Gamco Ltd Q3 FY26 (Dec 2025) — ₹86.16 Cr Revenue, -₹4.76 Cr PAT, and a “Q3 Annualised EPS” of ₹0.41… because math also needs emotional support


1) At a Glance (The “What even is happening?” snapshot)

Gamco Ltd (BSE: 540097) is currently at ₹34.4 (as on 23 Jan, 12:04 p.m.) with a market cap of ~₹186 Cr. In the last 3 months, the stock is down ~8.95% and over 1 year it’s down ~22.3%—so yes, it has been delivering “return experiences” like a delayed train: technically moving, emotionally disappointing.

The company is a non-deposit taking NBFC doing a cocktail of equity investing + structured financing + secured lending, with side quests in real estate development and plans for Grade A warehousing (annuity dreams included). Financially, the latest quarter (Dec 2025) shows Sales of ₹86.16 Cr and PAT of -₹4.76 Cr. Operating margin is basically doing yoga into the negative: OPM -1.13% for the quarter.

Balance sheet tells you this isn’t a tiny chai-stall NBFC anymore: Debt ~₹212 Cr and Debt/Equity ~2.01, while the company also reports Current ratio ~10.9 (which is… unusual for something carrying meaningful borrowings—so you should ask, “what’s inside current assets, boss?”). Promoters hold ~70.74% (Dec 2025) with 0% pledge—good. But the company’s TTM PAT is -₹16.2 Cr, so valuation conversations start with: “First, stop bleeding. Then we talk multiples.”

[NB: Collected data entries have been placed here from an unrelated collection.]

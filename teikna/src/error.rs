//! Charstring interpretation errors.

use std::fmt;

use crate::charstring::Opcode;

/// An error raised while interpreting a charstring.
///
/// The interpreter latches the first error it encounters, stops executing
/// commands, and surfaces it as the `Err` arm of
/// [`CharstringInterp::run`](crate::CharstringInterp::run). Variants carry
/// the opcode or integer needed to render the historical diagnostic
/// messages; `Display` performs that substitution.
///
/// `CurrentPoint`, `OpenStroke` and `LateSidebearing` complete the
/// vocabulary for checker-style consumers; the core dispatcher raises the
/// rest.
#[derive(Copy, Clone, PartialEq, Eq, Debug)]
pub enum Error {
    /// The interpreter reached a state that a well-formed dispatch table
    /// cannot reach.
    Internal(Opcode),
    /// The byte stream ended in the middle of an operand, operator, or
    /// hintmask bitmap.
    Runoff,
    /// The operator is not part of the dialect being interpreted.
    Unimplemented(Opcode),
    /// A push exceeded the operand stack capacity.
    Overflow,
    /// An operator required more operands than the stack holds.
    Underflow(Opcode),
    /// A vector operation addressed a vector that is absent or not writable.
    Vector(Opcode),
    /// An operand was out of the operator's domain.
    Value(Opcode),
    /// No subroutine exists with this number.
    Subr(i32),
    /// Seac referenced a character code with no resolvable glyph.
    Glyph(i32),
    /// A drawing operator ran with no current point established.
    CurrentPoint(Opcode),
    /// The flex protocol was violated.
    Flex,
    /// A multiple-master operation did not match the weight vector.
    MultipleMaster(Opcode),
    /// A stroke was left open at the end of the glyph.
    OpenStroke,
    /// A sidebearing command appeared after drawing began.
    LateSidebearing(Opcode),
    /// An othersubr number is unknown or was called with the wrong arity.
    Othersubr(i32),
    /// A command appeared out of the legal glyph-program order.
    Ordering(Opcode),
    /// A hintmask appeared before any stem hints were declared.
    Hintmask(Opcode),
    /// Subroutine calls nested deeper than
    /// [`MAX_SUBR_DEPTH`](crate::MAX_SUBR_DEPTH).
    SubrDepth(i32),
}

impl fmt::Display for Error {
    fn fmt(&self, f: &mut fmt::Formatter<'_>) -> fmt::Result {
        match self {
            Self::Internal(op) => write!(f, "charstring internal error in '{op}'"),
            Self::Runoff => write!(f, "charstring commands past end"),
            Self::Unimplemented(op) => write!(f, "charstring command '{op}' unimplemented"),
            Self::Overflow => write!(f, "charstring stack overflow"),
            Self::Underflow(op) => write!(f, "charstring stack underflow in '{op}'"),
            Self::Vector(op) => write!(f, "charstring bad vector operation in '{op}'"),
            Self::Value(op) => write!(f, "charstring bad value in '{op}'"),
            Self::Subr(n) => write!(f, "charstring bad subroutine number {n}"),
            Self::Glyph(n) => write!(f, "charstring bad glyph number '{n}'"),
            Self::CurrentPoint(op) => write!(f, "charstring no current point in '{op}'"),
            Self::Flex => write!(f, "charstring flex error"),
            Self::MultipleMaster(op) => write!(f, "charstring multiple master error in '{op}'"),
            Self::OpenStroke => write!(f, "charstring open stroke"),
            Self::LateSidebearing(op) => write!(f, "charstring late sidebearing command '{op}'"),
            Self::Othersubr(n) => write!(f, "charstring bad othersubr number {n}"),
            Self::Ordering(op) => write!(f, "charstring ordering constraints violated at '{op}'"),
            Self::Hintmask(_) => write!(f, "charstring inappropriate hintmask"),
            Self::SubrDepth(n) => write!(f, "charstring subrs nested too deep at '{n}'"),
        }
    }
}

impl std::error::Error for Error {}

So tell me—are you here for the NBFC story, or the real estate/warehouse plot twist?


2) Introduction (Setting the scene, with a torch and a calculator)

Gamco Ltd was incorporated in 1983 and describes itself as being in investments, trading of shares, and providing loans. In practice, it behaves like that one relative who says “I do business” and when you ask what business, they reply “yes”.

The stated business mix includes:

  • Equity investing (including quoted securities),
  • Structured financing / fixed-return portfolios / secured lending, and
  • Real estate + warehouse renting with development ambitions.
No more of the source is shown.